# Siesta Key anyone!



## Tucsonadventurer (Mar 3, 2018)

There is a Siesta Key on the Hyatt site for Sept 1,  2 bedroom deluxe. Not the best time to go but a rare opening. It's 1600 plus points and we are down to 1300 until Oct. plus we are visiting Siesta Key in May but a good find for someone. Aside from K'aanapali it is my favorite Hyatt. I was surprised that on my search a 4 day midweek did not show up but a 2 day did. Not sure if it is the search engine or if they are not wanting to break up the week. I have a feeling that if you call in, the 4 day may be available.


----------



## Sapper (Mar 3, 2018)

Tucsonadventurer said:


> There is a Siesta Key on the Hyatt site for Sept 1,  2 bedroom deluxe. Not the best time to go but a rare opening. It's 1600 plus points and we are down to 1300 until Oct. plus we are visiting Siesta Key in May but a good find for someone. Aside from K'aanapali it is my favorite Hyatt. I was surprised that on my search a 4 day midweek did not show up but a 2 day did. Not sure if it is the search engine or if they are not wanting to break up the week. I have a feeling that if you call in, the 4 day may be available.



I just did a search for all nights / all unit types, from now to next year, and the only Siesta Key that came up is for three nights starting today... so looks like it has already been taken.  Its a tough one to book.


----------



## Yolie912 (Mar 12, 2018)

Sapper said:


> I just did a search for all nights / all unit types, from now to next year, and the only Siesta Key that came up is for three nights starting today... so looks like it has already been taken.  Its a tough one to book.


 CAn we book this through Interval?


----------



## Sapper (Mar 12, 2018)

Yolie912 said:


> CAn we book this through Interval?



Interval blocks Hyatt owners (using a Hyatt property on the II account) from seeing any availability of Hyatt properties in Interval because Hyatt owners may not book a Hyatt property through Interval.  IF you own a non-Hyatt property that is on Interval, then you may be able to.

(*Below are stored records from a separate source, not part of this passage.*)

// src/engine/group_runner.rs

//! Task group execution.
//!
//! All groups of a job fan out concurrently; the tasks inside one group run
//! strictly one after another. A failing task is logged and recorded in the
//! group's report, and the next task runs regardless.

use std::collections::BTreeMap;
use std::sync::Arc;

use anyhow::anyhow;
use tokio::task::JoinSet;
use tracing::{debug, error, info};

use crate::command::{CommandError, parse_command};
use crate::env::{EnvironmentResolver, TaskScope, flatten};
use crate::errors::{AgentError, Result};
use crate::exec::{ProcessExecutor, ProcessSpec};
use crate::freeze::FreezeGate;
use crate::job::{FreezePosition, Task, TaskFreezePoint, TaskGroup};
use crate::types::RecordId;

/// Identities shared by every task of one job run.
#[derive(Debug, Clone, PartialEq, Eq)]
pub struct RunContext {
    pub job_instance: RecordId,
    pub pipeline: RecordId,
    pub job: RecordId,
}

/// How a single task ended.
#[derive(Debug, Clone, PartialEq, Eq)]
pub enum TaskStatus {
    Succeeded { exit_code: i32 },
    Failed { reason: String },
}

#[derive(Debug, Clone, PartialEq, Eq)]
pub struct TaskReport {
    pub task: RecordId,
    pub label: String,
    pub status: TaskStatus,
}

/// Per-group result. A group always completes, whatever its tasks did.
#[derive(Debug, Clone, PartialEq, Eq)]
pub struct GroupReport {
    pub group: RecordId,
    pub label: String,
    pub order: i64,
    /// In execution order.
    pub tasks: Vec<TaskReport>,
}

impl GroupReport {
    pub fn failed_tasks(&self) -> usize {
        self.tasks
            .iter()
            .filter(|t| matches!(t.status, TaskStatus::Failed { .. }))
            .count()
    }
}

#[derive(Clone)]
pub struct TaskGroupRunner {
    environment: Arc<dyn EnvironmentResolver>,
    executor: Arc<dyn ProcessExecutor>,
    freeze_gate: FreezeGate,
}

impl TaskGroupRunner {
    pub fn new(
        environment: Arc<dyn EnvironmentResolver>,
        executor: Arc<dyn ProcessExecutor>,
        freeze_gate: FreezeGate,
    ) -> Self {
        Self {
            environment,
            executor,
            freeze_gate,
        }
    }

    /// Run every group concurrently and wait for all of them.
    ///
    /// Groups are started in ascending `order` (ties keep their original
    /// position); the order says nothing about when they finish. Reports are
    /// returned in start order. If any group aborts, the first error is
    /// returned once all groups are done.
    pub async fn run_groups(&self, groups: &[TaskGroup], ctx: &RunContext) -> Result<Vec<GroupReport>> {
        let mut ordered = groups.to_vec();
        ordered.sort_by_key(|g| g.order);

        let mut set = JoinSet::new();
        for (index, group) in ordered.into_iter().enumerate() {
            debug!(group = %group.id, label = %group.label, order = group.order, "starting task group");
            let runner = self.clone();
            let ctx = ctx.clone();
            set.spawn(async move { (index, runner.run_group(group, &ctx).await) });
        }

        let mut reports = Vec::new();
        let mut first_error = None;

        while let Some(joined) = set.join_next().await {
            match joined {
                Ok((index, Ok(report))) => reports.push((index, report)),
                Ok((_, Err(e))) => {
                    error!(error = %e, "task group aborted");
                    first_error.get_or_insert(e);
                }
                Err(join_err) => {
                    error!(error = %join_err, "task group panicked");
                    first_error.get_or_insert(AgentError::Other(anyhow!(
                        "task group panicked: {join_err}"
                    )));
                }
            }
        }

        if let Some(e) = first_error {
            return Err(e);
        }

        reports.sort_by_key(|(index, _)| *index);
        Ok(reports.into_iter().map(|(_, report)| report).collect())
    }

    /// Run the tasks of one group in ascending `order`, one at a time.
    ///
    /// Only a freeze point that cannot be recorded aborts the group.
    pub async fn run_group(&self, group: TaskGroup, ctx: &RunContext) -> Result<GroupReport> {
        let mut tasks = group.tasks.clone();
        tasks.sort_by_key(|t| t.order);

        info!(group = %group.label, tasks = tasks.len(), "running task group");

        let mut reports = Vec::with_capacity(tasks.len());
        for task in &tasks {
            reports.push(self.run_task(&group, task, ctx).await?);
        }

        let report = GroupReport {
            group: group.id.clone(),
            label: group.label.clone(),
            order: group.order,
            tasks: reports,
        };

        info!(
            group = %group.label,
            failed = report.failed_tasks(),
            "task group completed"
        );
        Ok(report)
    }

    async fn run_task(&self, group: &TaskGroup, task: &Task, ctx: &RunContext) -> Result<TaskReport> {
        let scope = TaskScope {
            pipeline: ctx.pipeline.clone(),
            job: ctx.job.clone(),
            task: task.id.clone(),
        };
        let environment = self.environment.resolve(&scope).await;

        if task.freeze_before_run {
            info!(
                group = %group.label,
                task = %task.label,
                "Encountered freeze marker in task group {} before task {}",
                group.label,
                task.label
            );
            self.freeze(group, task, ctx, FreezePosition::Before).await?;
            info!(group = %group.label, task = %task.label, "unfroze freeze marker before task");
        }

        let status = match environment {
            Ok(vars) => self.execute(group, task, flatten(vars)).await,
            Err(e) => {
                error!(
                    group = %group.label,
                    task = %task.label,
                    error = %e,
                    "failed to resolve task environment"
                );
                TaskStatus::Failed {
                    reason: format!("failed to resolve environment: {e}"),
                }
            }
        };

        if task.freeze_after_run {
            info!(
                group = %group.label,
                task = %task.label,
                "Encountered freeze marker in task group {} after task {}",
                group.label,
                task.label
            );
            self.freeze(group, task, ctx, FreezePosition::After).await?;
            info!(group = %group.label, task = %task.label, "unfroze freeze marker after task");
        }

        Ok(TaskReport {
            task: task.id.clone(),
            label: task.label.clone(),
            status,
        })
    }

    async fn execute(
        &self,
        group: &TaskGroup,
        task: &Task,
        environment: BTreeMap<String, String>,
    ) -> TaskStatus {
        let spec = match build_process_spec(task, environment) {
            Ok(spec) => spec,
            Err(e) => {
                error!(group = %group.label, task = %task.label, error = %e, "invalid task command");
                return TaskStatus::Failed {
                    reason: e.to_string(),
                };
            }
        };

        match self.executor.execute(spec).await {
            Ok(output) => {
                info!(
                    group = %group.label,
                    task = %task.label,
                    exit_code = output.exit_code,
                    "Task {} in group {} successfully completed",
                    task.label,
                    group.label
                );
                TaskStatus::Succeeded {
                    exit_code: output.exit_code,
                }
            }
            Err(failure) => {
                error!(
                    group = %group.label,
                    task = %task.label,
                    error = %failure,
                    "Task {} in group {} failed",
                    task.label,
                    group.label
                );
                TaskStatus::Failed {
                    reason: failure.to_string(),
                }
            }
        }
    }

    async fn freeze(
        &self,
        group: &TaskGroup,
        task: &Task,
        ctx: &RunContext,
        position: FreezePosition,
    ) -> Result<()> {
        let point = TaskFreezePoint {
            id: None,
            task_group: group.id.clone(),
            job_instance: ctx.job_instance.clone(),
            task: Some(task.id.clone()),
            position: Some(position),
        };
        self.freeze_gate.enter(&point).await?;
        Ok(())
    }
}

/// Turn a task into a process description.
///
/// A `commandLine` is tokenized and wins over `command` + `arguments`; its
/// inline assignments are layered over the resolved environment.
pub fn build_process_spec(
    task: &Task,
    mut environment: BTreeMap<String, String>,
) -> std::result::Result<ProcessSpec, CommandError> {
    let (program, arguments) = match &task.command_line {
        Some(line) => {
            let parsed = parse_command(line)?;
            environment.extend(parsed.environment);
            (parsed.program, parsed.arguments)
        }
        None => (task.command.clone(), task.arguments.clone()),
    };

    if program.trim().is_empty() {
        return Err(CommandError::NoCommand);
    }

    Ok(ProcessSpec {
        program,
        arguments,
        environment,
        working_directory: task.working_directory.clone(),
        timeout: task.timeout(),
    })
}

I have no idea what Hyatt properties are on Interval as I only own Hyatt. Hopefully someone with a non-Hyatt Interval account will be able to comment. 

All that being said, I have very rarely seen Siesta Key available on the internal Hyatt exchange, so doubt there will be much availability on Interval.


----------



## Tucsonadventurer (Mar 13, 2018)

Yolie912 said:


> CAn we book this through Interval?


SIESTA Key is difficult to get as an internal Hyatt trade but if you search frequently they do Pop up. They disappear quickly also so you dont have much time to decide. I have never seen them on interval. We have a Vistana unit so can view Hyatt units in II. There are lots of Colorado, Texas, Sedona, and Florida. Hawaii also is one I wouldn't expect to see in Interval


----------



## Yolie912 (Mar 14, 2018)

Tucsonadventurer said:


> SIESTA Key is difficult to get as an internal Hyatt trade but if you search frequently they do Pop up. They disappear quickly also so you dont have much time to decide. I have never seen them on interval. We have a Vistana unit so can view Hyatt units in II. There are lots of Colorado, Texas, Sedona, and Florida. Hawaii also is one I wouldn't expect to see in Interval


Thank you!
I have a vistana unit as well.


----------



## Lingber (Mar 31, 2018)

This wont last long! Great property! A few units are available end of September and early October for a 2 night stay and a couple of 3 night stays at Siesta Key. Wish we could go Seen on Hyatt site.


----------



## Tucsonadventurer (Mar 31, 2018)

Lingber said:


> This wont last long! Great property! A few units are available end of September and early October for a 2 night stay and a couple of 3 night stays at Siesta Key. Wish we could go Seen on Hyatt site.


We grabbed the Oct one. So excited!! There were some 3 day ones left, the rest went before we left for our bike ride this morning. Not sure if they are left but 3 day reservations are pricey


----------



## Tucsonadventurer (Mar 31, 2018)

First thing this morning there were 2,  4 days and a week on the site. By the time we grabbed the 4 day and re-looked there were only the 3 day ones on there that's how quickly they disappeared.We didn't have enough points for the week stay. Hope a tugger got it. I'm surprised anyone would give up their week for a trade.


----------



## ral (Apr 1, 2018)

Tucsonadventurer said:


> First thing this morning there were 2,  4 days and a week on the site. By the time we grabbed the 4 day and re-looked there were only the 3 day ones on there that's how quickly they disappeared.We didn't have enough points for the week stay. Hope a tugger got it. I'm surprised anyone would give up their week for a trade.


If I remember properly, these were sold as 1/16th ownership with two fixed weeks (Summer or Winter) and 1 floating week (May, September, October, November). What is being seen on the Hyatt Residence Club website is (are) the leftover weeks not selected by owners for their floating week. Owners probably chose points instead of using the one floating week for trading in Hyatt Residence Club or Interval International. Still, very limited availability as there are only 11 units available for Residence Club use at this property.


----------



## Lingber (Apr 28, 2018)

Found a 4 night stay at Siesta Key in late October this morning. We are booked! Added on 3 nights before at Coconut Plantation. So excited! Love the west coast of Florida.


----------



## silentg (Apr 29, 2018)

Lingber said:


> Found a 4 night stay at Siesta Key in late October this morning. We are booked! Added on 3 nights before at Coconut Plantation. So excited! Love the west coast of Florida.


Sent you a PM


----------